Coco Chanel lived in the Hôtel Ritz, Paris, on and off for more than 30 years, one of many public figures who made a hotel a home. Inventor Nikola Tesla spent the last ten years of his life at the New Yorker Hotel and died in his room in 1943. Composer Cole Porter spent his final 25 years in an apartment at the Waldorf Towers, where former President Herbert Hoover lived from the end of his presidency in 1933 until his death in 1964.
Vladimir Nabokov and his wife Vera lived in the Montreux Palace Hotel in Switzerland from 1961 until his death in 1977. Billionaire Howard Hughes lived in hotels during the last ten years of his life, from 1966 to 1976, primarily in Las Vegas. Actor Richard Harris lived at the Savoy Hotel in London, and a hotel archivist recounts that as he was carried out on a stretcher shortly before his death in 2002, he raised his hand and told the diners it was the food.
Hotels make appealing housing because they require no application process and no long-term commitment. They include housekeeping and offer ready amenities, and they carry no responsibility for home maintenance. People with no fixed address, including digital nomads and workers on long assignments, may live in them. In the United States today, hotels increasingly serve as housing for the poor, often more readily available for regulatory reasons than the single-room occupancy housing or boarding houses that once met that need.
Common questions
What is the oldest hotel in the world?
Guinness World Records recognises Japan's Nishiyama Onsen Keiunkan, founded in 705, as the oldest hotel in the world. The hot-spring inn has been operated by the same family for forty-six generations. The title was held until 2011 by the Hoshi Ryokan in Komatsu, Japan, which opened in the year 718.
Where does the word hotel come from?
The word hotel comes from the French hôtel, which shares its origin with the word hospital. It once referred to a building that received frequent visitors and provided care rather than accommodation. The circumflex in hôtel replaces an 's' from the earlier hostel spelling.
What was the first hotel in a modern sense?
One of the first hotels in a modern sense, the Royal Clarence, opened in Exeter in 1768. The idea only caught on widely in the early 19th century. In 1812, Mivart's Hotel opened in London and later became Claridge's.

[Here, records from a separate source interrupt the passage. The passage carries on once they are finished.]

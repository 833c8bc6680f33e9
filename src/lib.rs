//! Strata Cache
//!
//! A hierarchical caching subsystem for Rust services:
//! - **L1**: bounded in-memory store with hot/warm/cold temperature bands,
//!   per-key TTL, pattern invalidation, and exact byte accounting
//! - **L2**: distributed tier over a cluster-capable remote store, with
//!   transparent compression, batched I/O, and an optional write-behind queue
//! - **L3**: optional edge/CDN tier for addressable content
//! - **Coherency**: configurable cross-tier propagation protocols
//! - **Observability**: statistics snapshots, health views, metrics emission
//!
//! # Quick Start
//!
//! ```rust,no_run
//! use strata_cache::{CacheConfig, CacheOrchestrator, GetOptions, SetOptions};
//!
//! #[tokio::main]
//! async fn main() -> anyhow::Result<()> {
//!     let cache = CacheOrchestrator::builder(CacheConfig::default())
//!         .build()
//!         .await?;
//!     cache.initialize().await?;
//!
//!     let value = serde_json::json!({"user": "alice", "score": 100});
//!     cache
//!         .set("user:1", value, None, SetOptions::default())
//!         .await;
//!
//!     let result = cache.get("user:1", None, GetOptions::default()).await;
//!     if result.hit {
//!         println!("found in {:?}: {:?}", result.tier_hit, result.value);
//!     }
//!
//!     let stats = cache.get_statistics();
//!     println!("hit rate: {:.2}%", stats.hit_rate_percent);
//!
//!     cache.shutdown().await;
//!     Ok(())
//! }
//! ```
//!
//! # Architecture
//!
//! ```text
//! Request -> L1 (in-memory bands) -> L2 (remote KV) -> L3 (edge/CDN)
//!            | hit                   | hit: promote     | hit: CDN URL
//!            return                  to L1, return      return
//! ```
//!
//! All public operations are infallible: tier failures collapse into
//! miss/false results with counters incremented, so hot paths stay
//! branch-light. Configuration problems are the only fatal errors, and only
//! at boot.

pub mod builder;
#[cfg(feature = "redis")]
pub mod cluster;
pub mod codec;
pub mod coherency;
pub mod config;
pub mod error;
pub mod keys;
pub mod l1_cache;
pub mod l2_cache;
pub mod l3_cache;
pub mod orchestrator;
pub mod stats;
pub mod traits;

pub use builder::OrchestratorBuilder;
#[cfg(feature = "redis")]
pub use cluster::RedisClusterClient;
pub use codec::{Encoded, ValueCodec};
pub use coherency::CoherencyManager;
pub use config::{
    CacheConfig, ClusterConfig, CoherencyConfig, CoherencyProtocol, ConsistencyLevel, Environment,
    InvalidationStrategy, L1Config, L2Config, L3Config,
};
pub use error::ConfigError;
pub use keys::{KeyCodec, KeyPattern};
pub use l1_cache::{Band, L1Cache, L1Health};
pub use l2_cache::L2Cache;
pub use l3_cache::{ContentType, HttpEdgeProvider, L3Cache};
pub use orchestrator::{
    CacheOrchestrator, DeleteOptions, GetOptions, HealthState, HealthStatus, OperationResult,
    SetOptions,
};
pub use stats::{CacheStatistics, Tier, TracingMetricsSink};
pub use traits::{EdgeProvider, MetricsSink, RemoteClient};

// Re-export async_trait so custom backends don't need their own dependency.
pub use async_trait::async_trait;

What are the main types of hotels?
Hotels are commonly classified as international luxury, lifestyle luxury resorts, upscale full-service, boutique, focused or select service, economy and limited service, and extended stay. Other categories include motels, timeshare and destination clubs, and microstay bookings of less than 24 hours. There is no global standard, so amenities at any rating level vary by market.
What is the largest hotel in the world?
In 2006, Guinness World Records listed the First World Hotel in Genting Highlands, Malaysia, as the world's largest hotel with 6,118 rooms, since expanded to 7,351 rooms. The Izmailovo Hotel in Moscow has the most beds at 7,500. On the Las Vegas Strip, nineteen of the world's twenty-five largest hotels hold over 67,000 rooms between them.
What famous people lived permanently in hotels?
Coco Chanel lived in the Hôtel Ritz, Paris, on and off for more than 30 years, and Nikola Tesla died in his room at the New Yorker Hotel in 1943. Cole Porter spent his last 25 years at the Waldorf Towers, and Vladimir Nabokov lived in the Montreux Palace Hotel from 1961 until his death in 1977. Howard Hughes lived in hotels during the last ten years of his life, from 1966 to 1976.